Close monitoring and repeated risk assessment of sepsis patients in the intensive care unit (ICU) is important for decisions regarding care intensification or early discharge to the ward. We studied whether considering plasma kinetics of procalcitonin, a biomarker of systemic bacterial infection, over the first 72 critical care hours improved mortality prognostication of septic patients from two US settings. This retrospective analysis included consecutively treated eligible adults with a diagnosis of sepsis from critical care units in two independent institutions in Clearwater, FL and Chicago, IL. Cohorts were used for derivation or validation to study the association between procalcitonin change over the first 72 critical care hours and mortality. ICU/in-hospital mortality rates were 29.2%/31.8% in the derivation cohort (n=154) and 17.6%/29.4% in the validation cohort (n=102).
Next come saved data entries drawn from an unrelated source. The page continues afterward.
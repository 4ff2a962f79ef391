use sea_orm::entity::prelude::*;
use serde::Serialize;

#[derive(Clone, Debug, PartialEq, DeriveEntityModel, Serialize)]
#[sea_orm(table_name = "order_contents")]
pub struct Model {
    #[sea_orm(primary_key)]
    pub id: i32,
    #[sea_orm(indexed)]
    pub order_id: i32,
    pub product_id: i32,
    pub quantity: i32,
    pub created_at: DateTimeUtc,
}

#[derive(Copy, Clone, Debug, EnumIter, DeriveRelation)]
pub enum Relation {
    #[sea_orm(
        belongs_to = "crate::entities::product::Entity",
        from = "Column::ProductId",
        to = "crate::entities::product::Column::Id"
    )]
    Product,
    #[sea_orm(
        belongs_to = "crate::entities::order::Entity",
        from = "Column::OrderId",
        to = "crate::entities::order::Column::Id",
        on_update = "Cascade",
        on_delete = "Cascade"
    )]
    Order,
}

impl Related<crate::entities::order::Entity> for Entity {
    fn to() -> RelationDef {
        Relation::Order.def()
    }
}

impl Related<crate::entities::product::Entity> for Entity {
    fn to() -> RelationDef {
        Relation::Product.def()
    }
}

impl ActiveModelBehavior for ActiveModel {}
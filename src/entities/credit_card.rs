use sea_orm::entity::prelude::*;
use serde::Serialize;

#[derive(Clone, Debug, PartialEq, DeriveEntityModel, Serialize)]
#[sea_orm(table_name = "credit_cards")]
pub struct Model {
    #[sea_orm(primary_key)]
    pub id: i32,
    #[sea_orm(indexed)]
    pub user_id: i32,
    #[serde(skip_serializing)]
    pub card_number: String,
    pub exp_month: i32,
    pub exp_year: i32,
    pub created_at: DateTimeUtc,
}

#[derive(Copy, Clone, Debug, EnumIter, DeriveRelation)]
pub enum Relation {
    #[sea_orm(
        belongs_to = "crate::entities::user::Entity",
        from = "Column::UserId",
        to = "crate::entities::user::Column::Id",
        on_update = "Cascade",
        on_delete = "Cascade"
    )]
    User,
}

impl Related<crate::entities::user::Entity> for Entity {
    fn to() -> RelationDef {
        Relation::User.def()
    }
}

impl ActiveModelBehavior for ActiveModel {}
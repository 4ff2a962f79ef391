pub mod admin;
pub mod user;

use axum::{
    http::StatusCode,
    response::{IntoResponse, Response},
    Json, Router,
};
use sea_orm::DatabaseConnection;
use serde_json::json;
use std::sync::Arc;
use tower_http::trace::TraceLayer;

use crate::error::ShopError;
use crate::middleware::logging::{logging_middleware, to_response, ApiOutcome};
use crate::repository::SeaOrmRepository;
use admin::admin_api_router;
use user::user_api_router;

pub fn create_api_router(shared_db: Arc<DatabaseConnection>) -> Router {
    Router::new()
        .nest("/api", user_api_router(shared_db.clone()))
        .nest("/api/admin", admin_api_router(shared_db))
        .layer(axum::middleware::from_fn(logging_middleware))
        .layer(TraceLayer::new_for_http())
}

pub(crate) fn repository(db: &DatabaseConnection) -> SeaOrmRepository {
    SeaOrmRepository::new(db.clone())
}

impl IntoResponse for ShopError {
    fn into_response(self) -> Response {
        let (status, outcome) = match &self {
            ShopError::Validation { .. } => (
                StatusCode::UNPROCESSABLE_ENTITY,
                ApiOutcome::Rejected(self.to_string()),
            ),
            ShopError::NotFound { .. } => (
                StatusCode::NOT_FOUND,
                ApiOutcome::Rejected(self.to_string()),
            ),
            ShopError::Database(_) => (
                StatusCode::INTERNAL_SERVER_ERROR,
                ApiOutcome::Failed(self.to_string()),
            ),
        };

        let body = match &self {
            ShopError::Database(_) => json!({ "error": "Internal server error" }),
            ShopError::Validation { field, message } => json!({
                "error": message,
                "field": field,
            }),
            ShopError::NotFound { .. } => json!({ "error": self.to_string() }),
        };

        to_response((status, Json(body)), outcome)
    }
}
In logistic regression analysis of both cohorts, procalcitonin change was strongly associated with ICU and in-hospital mortality independent of clinical risk scores (Acute Physiology, Age and Chronic Health Evaluation IV or Simplified Acute Physiology Score II), with area under the curve (AUC) from 0.67 to 0.71. When procalcitonin decreased by at least 80%, the negative predictive value for ICU/in-hospital mortality was 90%/90% in the derivation cohort, and 91%/79% in the validation cohort. When procalcitonin showed no decrease or increased, the respective positive predictive values were 48%/48% and 36%/52%. In septic patients, procalcitonin kinetics over the first 72 critical care hours provide prognostic information beyond that available from clinical risk scores. If these observations are confirmed, procalcitonin monitoring may assist physician decision-making regarding care intensification or early transfer from the ICU to the floor.